Records from a data source
+---+

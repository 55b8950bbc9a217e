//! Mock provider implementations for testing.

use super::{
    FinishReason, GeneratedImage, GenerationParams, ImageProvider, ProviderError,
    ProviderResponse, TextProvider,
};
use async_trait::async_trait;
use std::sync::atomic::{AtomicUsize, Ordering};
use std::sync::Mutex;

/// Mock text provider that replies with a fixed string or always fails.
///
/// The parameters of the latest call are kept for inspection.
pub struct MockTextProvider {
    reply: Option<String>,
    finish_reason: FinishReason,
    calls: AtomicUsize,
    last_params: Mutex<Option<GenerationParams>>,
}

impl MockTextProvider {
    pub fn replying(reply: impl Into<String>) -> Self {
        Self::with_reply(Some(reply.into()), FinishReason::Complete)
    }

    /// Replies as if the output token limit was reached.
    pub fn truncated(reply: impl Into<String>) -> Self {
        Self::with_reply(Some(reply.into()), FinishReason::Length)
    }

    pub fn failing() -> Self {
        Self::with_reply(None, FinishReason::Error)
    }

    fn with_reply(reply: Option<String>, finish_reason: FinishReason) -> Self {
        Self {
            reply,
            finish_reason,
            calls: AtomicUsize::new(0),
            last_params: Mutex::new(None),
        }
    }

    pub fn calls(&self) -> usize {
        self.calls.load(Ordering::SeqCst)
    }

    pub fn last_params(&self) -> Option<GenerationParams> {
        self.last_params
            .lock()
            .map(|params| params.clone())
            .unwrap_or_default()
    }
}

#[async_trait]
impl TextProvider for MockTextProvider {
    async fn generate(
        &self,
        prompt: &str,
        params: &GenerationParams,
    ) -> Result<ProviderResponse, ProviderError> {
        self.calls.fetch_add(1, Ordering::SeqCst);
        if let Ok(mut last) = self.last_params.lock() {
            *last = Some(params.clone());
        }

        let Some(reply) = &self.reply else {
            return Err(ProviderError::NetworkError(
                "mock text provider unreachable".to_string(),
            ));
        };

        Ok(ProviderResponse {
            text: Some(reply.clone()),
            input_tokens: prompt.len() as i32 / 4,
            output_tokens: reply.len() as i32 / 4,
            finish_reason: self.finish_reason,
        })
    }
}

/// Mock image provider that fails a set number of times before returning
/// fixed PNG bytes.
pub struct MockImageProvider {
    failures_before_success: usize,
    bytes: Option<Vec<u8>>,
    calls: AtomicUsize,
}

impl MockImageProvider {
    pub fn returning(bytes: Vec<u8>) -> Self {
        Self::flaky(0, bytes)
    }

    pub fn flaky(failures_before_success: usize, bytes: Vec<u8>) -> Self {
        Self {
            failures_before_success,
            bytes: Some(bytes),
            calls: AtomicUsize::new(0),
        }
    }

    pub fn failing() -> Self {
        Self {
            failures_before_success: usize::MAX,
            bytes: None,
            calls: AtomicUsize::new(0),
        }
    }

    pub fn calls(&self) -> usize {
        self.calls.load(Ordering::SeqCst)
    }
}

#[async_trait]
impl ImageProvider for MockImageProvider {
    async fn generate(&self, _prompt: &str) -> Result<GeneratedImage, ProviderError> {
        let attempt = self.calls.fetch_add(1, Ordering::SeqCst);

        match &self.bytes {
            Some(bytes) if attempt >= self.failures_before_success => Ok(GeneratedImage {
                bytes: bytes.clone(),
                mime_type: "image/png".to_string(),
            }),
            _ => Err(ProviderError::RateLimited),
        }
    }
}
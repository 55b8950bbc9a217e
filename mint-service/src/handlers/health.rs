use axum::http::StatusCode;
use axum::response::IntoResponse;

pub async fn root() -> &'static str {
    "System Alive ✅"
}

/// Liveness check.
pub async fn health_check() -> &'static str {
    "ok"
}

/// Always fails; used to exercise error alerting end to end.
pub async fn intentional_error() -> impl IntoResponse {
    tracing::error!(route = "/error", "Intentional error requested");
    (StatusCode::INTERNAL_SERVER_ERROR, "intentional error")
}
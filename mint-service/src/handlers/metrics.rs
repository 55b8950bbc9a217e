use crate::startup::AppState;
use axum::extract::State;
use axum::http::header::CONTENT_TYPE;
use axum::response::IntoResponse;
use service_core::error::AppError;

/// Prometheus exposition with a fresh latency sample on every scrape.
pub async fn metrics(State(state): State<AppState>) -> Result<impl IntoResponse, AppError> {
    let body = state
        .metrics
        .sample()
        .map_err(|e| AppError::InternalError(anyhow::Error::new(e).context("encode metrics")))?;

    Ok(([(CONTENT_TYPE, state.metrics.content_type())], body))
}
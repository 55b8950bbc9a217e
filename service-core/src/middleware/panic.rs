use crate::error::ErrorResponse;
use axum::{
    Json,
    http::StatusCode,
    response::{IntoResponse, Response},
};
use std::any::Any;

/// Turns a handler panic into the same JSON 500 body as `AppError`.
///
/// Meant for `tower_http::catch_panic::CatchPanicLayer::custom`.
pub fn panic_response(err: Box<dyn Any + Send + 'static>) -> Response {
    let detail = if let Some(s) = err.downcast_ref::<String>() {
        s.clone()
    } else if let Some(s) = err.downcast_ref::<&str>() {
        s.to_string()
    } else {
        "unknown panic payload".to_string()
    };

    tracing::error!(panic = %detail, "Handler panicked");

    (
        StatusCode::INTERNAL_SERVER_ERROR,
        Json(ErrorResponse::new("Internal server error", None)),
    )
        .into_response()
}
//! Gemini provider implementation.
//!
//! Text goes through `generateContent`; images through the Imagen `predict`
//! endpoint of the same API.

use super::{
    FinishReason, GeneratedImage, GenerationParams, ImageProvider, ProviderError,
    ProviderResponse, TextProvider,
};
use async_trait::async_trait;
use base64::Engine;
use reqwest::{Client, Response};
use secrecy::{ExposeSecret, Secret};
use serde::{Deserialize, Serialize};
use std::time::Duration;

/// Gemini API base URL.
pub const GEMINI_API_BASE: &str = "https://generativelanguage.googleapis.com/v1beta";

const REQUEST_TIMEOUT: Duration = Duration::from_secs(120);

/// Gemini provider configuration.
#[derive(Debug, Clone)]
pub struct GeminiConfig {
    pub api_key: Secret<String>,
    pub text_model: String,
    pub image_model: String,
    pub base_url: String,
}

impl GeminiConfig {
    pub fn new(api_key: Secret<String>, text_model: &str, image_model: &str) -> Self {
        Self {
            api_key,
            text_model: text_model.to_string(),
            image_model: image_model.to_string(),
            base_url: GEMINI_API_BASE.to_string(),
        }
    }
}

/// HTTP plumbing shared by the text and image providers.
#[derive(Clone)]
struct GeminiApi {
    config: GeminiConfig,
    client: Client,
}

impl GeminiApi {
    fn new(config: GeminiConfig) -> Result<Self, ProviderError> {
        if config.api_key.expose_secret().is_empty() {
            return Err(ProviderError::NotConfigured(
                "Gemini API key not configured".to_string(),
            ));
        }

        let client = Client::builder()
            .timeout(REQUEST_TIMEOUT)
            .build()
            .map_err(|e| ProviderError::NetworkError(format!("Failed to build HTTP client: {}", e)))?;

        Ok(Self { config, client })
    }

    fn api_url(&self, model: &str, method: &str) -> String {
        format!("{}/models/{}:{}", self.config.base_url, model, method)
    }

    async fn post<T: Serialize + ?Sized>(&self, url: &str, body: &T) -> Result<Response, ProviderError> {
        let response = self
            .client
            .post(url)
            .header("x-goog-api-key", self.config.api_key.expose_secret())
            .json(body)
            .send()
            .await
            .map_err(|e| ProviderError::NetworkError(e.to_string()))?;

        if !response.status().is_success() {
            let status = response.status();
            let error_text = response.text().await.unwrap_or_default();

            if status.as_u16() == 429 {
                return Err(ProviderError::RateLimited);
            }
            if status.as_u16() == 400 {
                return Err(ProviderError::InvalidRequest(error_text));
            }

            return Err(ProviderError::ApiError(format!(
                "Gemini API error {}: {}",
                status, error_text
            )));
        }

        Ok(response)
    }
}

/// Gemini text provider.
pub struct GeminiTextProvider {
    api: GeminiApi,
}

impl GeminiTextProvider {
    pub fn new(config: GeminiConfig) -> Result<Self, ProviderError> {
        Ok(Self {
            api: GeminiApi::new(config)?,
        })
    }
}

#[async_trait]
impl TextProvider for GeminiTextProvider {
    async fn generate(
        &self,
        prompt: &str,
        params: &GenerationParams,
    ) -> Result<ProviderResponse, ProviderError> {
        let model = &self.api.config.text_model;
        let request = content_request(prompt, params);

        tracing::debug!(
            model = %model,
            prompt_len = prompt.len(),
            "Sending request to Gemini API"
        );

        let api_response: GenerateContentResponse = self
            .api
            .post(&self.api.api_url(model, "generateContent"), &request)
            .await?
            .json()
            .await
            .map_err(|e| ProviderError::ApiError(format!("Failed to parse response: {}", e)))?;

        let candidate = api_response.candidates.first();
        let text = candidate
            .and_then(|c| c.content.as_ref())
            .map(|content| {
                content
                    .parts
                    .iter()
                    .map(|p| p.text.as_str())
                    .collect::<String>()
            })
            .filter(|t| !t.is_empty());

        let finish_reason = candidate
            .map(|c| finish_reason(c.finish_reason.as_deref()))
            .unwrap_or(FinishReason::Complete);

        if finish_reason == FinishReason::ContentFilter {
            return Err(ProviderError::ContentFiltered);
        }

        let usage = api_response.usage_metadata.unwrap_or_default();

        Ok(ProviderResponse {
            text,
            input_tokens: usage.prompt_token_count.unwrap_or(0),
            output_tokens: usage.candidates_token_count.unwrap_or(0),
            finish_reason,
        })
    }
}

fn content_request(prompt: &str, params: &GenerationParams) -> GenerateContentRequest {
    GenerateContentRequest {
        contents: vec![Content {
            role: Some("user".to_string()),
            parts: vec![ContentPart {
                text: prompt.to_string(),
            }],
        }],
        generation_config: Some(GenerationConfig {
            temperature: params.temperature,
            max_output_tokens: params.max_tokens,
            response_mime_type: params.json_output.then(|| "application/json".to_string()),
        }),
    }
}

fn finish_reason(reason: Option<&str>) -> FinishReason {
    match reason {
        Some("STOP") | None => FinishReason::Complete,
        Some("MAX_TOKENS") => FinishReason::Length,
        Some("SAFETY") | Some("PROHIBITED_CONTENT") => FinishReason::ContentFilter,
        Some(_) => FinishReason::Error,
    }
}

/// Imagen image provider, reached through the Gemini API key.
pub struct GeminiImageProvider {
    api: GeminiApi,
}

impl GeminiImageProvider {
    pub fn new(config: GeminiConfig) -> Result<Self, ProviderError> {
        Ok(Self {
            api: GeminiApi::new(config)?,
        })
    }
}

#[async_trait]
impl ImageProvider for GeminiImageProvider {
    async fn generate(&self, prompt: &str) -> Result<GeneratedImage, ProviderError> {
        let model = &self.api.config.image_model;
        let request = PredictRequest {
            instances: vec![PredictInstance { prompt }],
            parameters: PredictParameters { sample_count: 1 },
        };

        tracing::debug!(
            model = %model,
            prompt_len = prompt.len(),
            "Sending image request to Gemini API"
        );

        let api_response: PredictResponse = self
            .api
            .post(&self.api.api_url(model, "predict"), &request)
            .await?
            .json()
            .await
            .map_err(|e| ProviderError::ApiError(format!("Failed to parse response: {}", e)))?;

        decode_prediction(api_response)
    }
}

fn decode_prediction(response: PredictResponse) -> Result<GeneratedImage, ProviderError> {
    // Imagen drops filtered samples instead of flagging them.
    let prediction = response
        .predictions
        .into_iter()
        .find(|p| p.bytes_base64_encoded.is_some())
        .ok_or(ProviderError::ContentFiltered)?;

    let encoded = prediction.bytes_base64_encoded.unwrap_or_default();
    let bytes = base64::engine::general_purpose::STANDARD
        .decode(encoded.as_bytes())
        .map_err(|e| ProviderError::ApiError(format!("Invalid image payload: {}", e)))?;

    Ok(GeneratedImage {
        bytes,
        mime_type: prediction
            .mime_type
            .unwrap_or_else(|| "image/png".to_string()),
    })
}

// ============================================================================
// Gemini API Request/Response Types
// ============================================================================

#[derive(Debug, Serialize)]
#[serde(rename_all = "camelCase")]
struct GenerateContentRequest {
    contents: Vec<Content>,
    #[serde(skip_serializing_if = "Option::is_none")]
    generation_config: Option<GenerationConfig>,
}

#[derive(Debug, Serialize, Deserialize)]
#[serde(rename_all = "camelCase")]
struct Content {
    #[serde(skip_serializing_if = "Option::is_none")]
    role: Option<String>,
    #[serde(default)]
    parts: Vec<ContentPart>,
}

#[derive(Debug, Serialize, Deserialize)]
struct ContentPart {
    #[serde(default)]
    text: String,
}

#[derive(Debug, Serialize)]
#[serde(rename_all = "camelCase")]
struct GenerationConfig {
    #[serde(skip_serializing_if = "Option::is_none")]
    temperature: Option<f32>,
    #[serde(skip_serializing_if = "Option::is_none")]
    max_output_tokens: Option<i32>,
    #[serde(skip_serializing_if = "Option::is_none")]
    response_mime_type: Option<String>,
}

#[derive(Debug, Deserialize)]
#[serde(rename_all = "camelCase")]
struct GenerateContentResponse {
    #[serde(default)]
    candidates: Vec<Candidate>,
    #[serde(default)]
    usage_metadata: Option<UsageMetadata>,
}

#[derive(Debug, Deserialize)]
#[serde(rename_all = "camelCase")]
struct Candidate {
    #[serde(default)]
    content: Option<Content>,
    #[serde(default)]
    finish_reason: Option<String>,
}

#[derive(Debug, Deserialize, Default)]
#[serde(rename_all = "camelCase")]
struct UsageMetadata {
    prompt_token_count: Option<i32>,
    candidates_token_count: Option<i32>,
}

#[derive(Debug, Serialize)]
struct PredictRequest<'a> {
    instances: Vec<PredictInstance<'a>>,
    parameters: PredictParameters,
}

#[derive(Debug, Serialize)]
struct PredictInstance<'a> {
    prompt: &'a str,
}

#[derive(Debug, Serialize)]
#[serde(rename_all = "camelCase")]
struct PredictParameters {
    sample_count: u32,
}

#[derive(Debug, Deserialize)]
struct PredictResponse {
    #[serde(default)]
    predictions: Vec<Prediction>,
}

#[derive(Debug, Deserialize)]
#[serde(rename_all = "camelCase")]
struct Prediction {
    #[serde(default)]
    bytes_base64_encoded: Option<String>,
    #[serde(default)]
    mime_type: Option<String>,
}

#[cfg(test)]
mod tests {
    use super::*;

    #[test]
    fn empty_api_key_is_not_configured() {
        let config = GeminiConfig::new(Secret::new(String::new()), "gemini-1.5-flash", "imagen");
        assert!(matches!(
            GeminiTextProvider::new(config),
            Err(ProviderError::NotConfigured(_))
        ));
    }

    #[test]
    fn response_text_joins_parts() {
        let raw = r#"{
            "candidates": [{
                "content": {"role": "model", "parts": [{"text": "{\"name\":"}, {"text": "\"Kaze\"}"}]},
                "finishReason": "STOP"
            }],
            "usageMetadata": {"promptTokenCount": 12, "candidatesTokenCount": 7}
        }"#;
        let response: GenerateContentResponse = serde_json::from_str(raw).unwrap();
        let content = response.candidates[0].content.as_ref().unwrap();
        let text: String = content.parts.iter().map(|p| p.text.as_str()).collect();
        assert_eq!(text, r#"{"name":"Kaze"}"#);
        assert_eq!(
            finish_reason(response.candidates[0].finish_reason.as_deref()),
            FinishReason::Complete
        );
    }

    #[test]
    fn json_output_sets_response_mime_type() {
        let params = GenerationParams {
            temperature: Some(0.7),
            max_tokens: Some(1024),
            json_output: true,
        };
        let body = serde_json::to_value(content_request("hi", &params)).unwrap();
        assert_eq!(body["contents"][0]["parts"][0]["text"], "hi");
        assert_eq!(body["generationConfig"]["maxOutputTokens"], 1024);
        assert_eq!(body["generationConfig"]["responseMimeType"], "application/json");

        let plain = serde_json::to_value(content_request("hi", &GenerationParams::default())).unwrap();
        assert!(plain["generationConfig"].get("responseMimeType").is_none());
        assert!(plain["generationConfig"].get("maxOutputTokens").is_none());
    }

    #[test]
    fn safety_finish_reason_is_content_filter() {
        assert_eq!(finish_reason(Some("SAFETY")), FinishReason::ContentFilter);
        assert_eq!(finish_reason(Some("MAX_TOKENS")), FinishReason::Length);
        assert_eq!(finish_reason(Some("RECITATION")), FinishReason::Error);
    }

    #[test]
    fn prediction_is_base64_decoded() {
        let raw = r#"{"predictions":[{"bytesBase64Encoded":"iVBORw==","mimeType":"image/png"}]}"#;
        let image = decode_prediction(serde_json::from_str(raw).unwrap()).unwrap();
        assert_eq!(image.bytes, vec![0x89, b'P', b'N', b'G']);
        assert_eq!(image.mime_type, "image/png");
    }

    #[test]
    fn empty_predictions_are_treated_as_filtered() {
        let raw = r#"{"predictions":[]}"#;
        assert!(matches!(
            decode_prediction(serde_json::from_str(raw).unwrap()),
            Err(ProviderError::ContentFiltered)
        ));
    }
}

+---+

Go through the entries and copy every line that has "Mutex".

Answer area
use std::sync::Mutex;
    last_params: Mutex<Option<GenerationParams>>,
            last_params: Mutex::new(None),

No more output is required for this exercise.